• _Work item_
Counting the line with "should be enabled." as the last one, copy out the lines of the data exactly from the first onward.

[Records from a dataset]
//! Output formatting: table, JSON, YAML, plain.
//!
//! Renders data in the format selected by `--output`. Table uses `tabled`,
//! structured formats use serde, plain emits one identifier per line.

use std::io::{self, IsTerminal, Write};

use owo_colors::OwoColorize;
use tabled::{Table, Tabled, settings::Style};

use hotspotctl_core::Listing;

use crate::cli::{ColorMode, GlobalOpts, OutputFormat};
use crate::error::CliError;

// ── Color helpers ────────────────────────────────────────────────────

/// Determine whether color output should be enabled.
pub fn should_color(mode: &ColorMode) -> bool {
    match mode {
        ColorMode::Always => true,
        ColorMode::Never => false,
        ColorMode::Auto => io::stderr().is_terminal() && std::env::var("NO_COLOR").is_err(),
    }
}

/// Status line on stderr after a successful write.
pub fn success(global: &GlobalOpts, message: &str) {
    if global.quiet {
        return;
    }
    if should_color(&global.color) {
        eprintln!("{} {message}", "✓".green().bold());
    } else {
        eprintln!("{message}");
    }
}

// ── Render dispatchers ───────────────────────────────────────────────

/// Render a list of serde-serializable + tabled items in the chosen format.
///
/// - `table`: uses the `Tabled` derive to build a pretty table
/// - `json` / `json-compact`: serializes the original data via serde
/// - `yaml`: serializes via serde_yaml
/// - `plain`: calls `id_fn` on each item to emit one identifier per line
pub fn render_list<T, R>(
    format: &OutputFormat,
    data: &[T],
    to_row: impl Fn(&T) -> R,
    id_fn: impl Fn(&T) -> String,
) -> Result<String, CliError>
where
    T: serde::Serialize,
    R: Tabled,
{
    match format {
        OutputFormat::Table => {
            let rows: Vec<R> = data.iter().map(to_row).collect();
            Ok(render_table(&rows))
        }
        OutputFormat::Json => render_json(data, false),
        OutputFormat::JsonCompact => render_json(data, true),
        OutputFormat::Yaml => render_yaml(data),
        OutputFormat::Plain => Ok(data.iter().map(&id_fn).collect::<Vec<_>>().join("\n")),
    }
}

/// Render a collection read.
///
/// Structured formats emit the router's rows untouched so fields without a
/// typed counterpart survive; table and plain go through the typed views.
pub fn render_listing<T, R>(
    format: &OutputFormat,
    listing: &Listing<T>,
    to_row: impl Fn(&T) -> R,
    id_fn: impl Fn(&T) -> String,
) -> Result<String, CliError>
where
    T: serde::Serialize,
    R: Tabled,
{
    match format {
        OutputFormat::Json => render_json(&listing.rows, false),
        OutputFormat::JsonCompact => render_json(&listing.rows, true),
        OutputFormat::Yaml => render_yaml(&listing.rows),
        OutputFormat::Table | OutputFormat::Plain => {
            render_list(format, &listing.items, to_row, id_fn)
        }
    }
}

/// Render a single serde-serializable item in the chosen format.
///
/// Table rendering uses `detail_fn`, a pre-formatted key/value block.
pub fn render_single<T>(
    format: &OutputFormat,
    data: &T,
    detail_fn: impl Fn(&T) -> String,
    id_fn: impl Fn(&T) -> String,
) -> Result<String, CliError>
where
    T: serde::Serialize,
{
    match format {
        OutputFormat::Table => Ok(detail_fn(data)),
        OutputFormat::Json => render_json(data, false),
        OutputFormat::JsonCompact => render_json(data, true),
        OutputFormat::Yaml => render_yaml(data),
        OutputFormat::Plain => Ok(id_fn(data)),
    }
}

/// Print the rendered output to stdout, respecting quiet mode.
pub fn print_output(output: &str, quiet: bool) {
    if quiet || output.is_empty() {
        return;
    }
    let mut stdout = io::stdout().lock();
    let _ = writeln!(stdout, "{output}");
}

// ── Format-specific renderers ────────────────────────────────────────

fn render_table<R: Tabled>(rows: &[R]) -> String {
    Table::new(rows).with(Style::rounded()).to_string()
}

fn render_json<T: serde::Serialize + ?Sized>(data: &T, compact: bool) -> Result<String, CliError> {
    let rendered = if compact {
        serde_json::to_string(data)
    } else {
        serde_json::to_string_pretty(data)
    };
    rendered.map_err(|e| CliError::Output(e.to_string()))
}

fn render_yaml<T: serde::Serialize + ?Sized>(data: &T) -> Result<String, CliError> {
    serde_yaml::to_string(data).map_err(|e| CliError::Output(e.to_string()))
}

/// `-` for an absent value in table cells.
pub fn or_dash(value: Option<&str>) -> String {
    value.unwrap_or("-").to_owned()
}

• _Exercise solution_
//! Output formatting: table, JSON, YAML, plain.
//!
//! Renders data in the format selected by `--output`. Table uses `tabled`,
//! structured formats use serde, plain emits one identifier per line.

use std::io::{self, IsTerminal, Write};

use owo_colors::OwoColorize;
use tabled::{Table, Tabled, settings::Style};

use hotspotctl_core::Listing;

use crate::cli::{ColorMode, GlobalOpts, OutputFormat};
use crate::error::CliError;

// ── Color helpers ────────────────────────────────────────────────────

/// Determine whether color output should be enabled.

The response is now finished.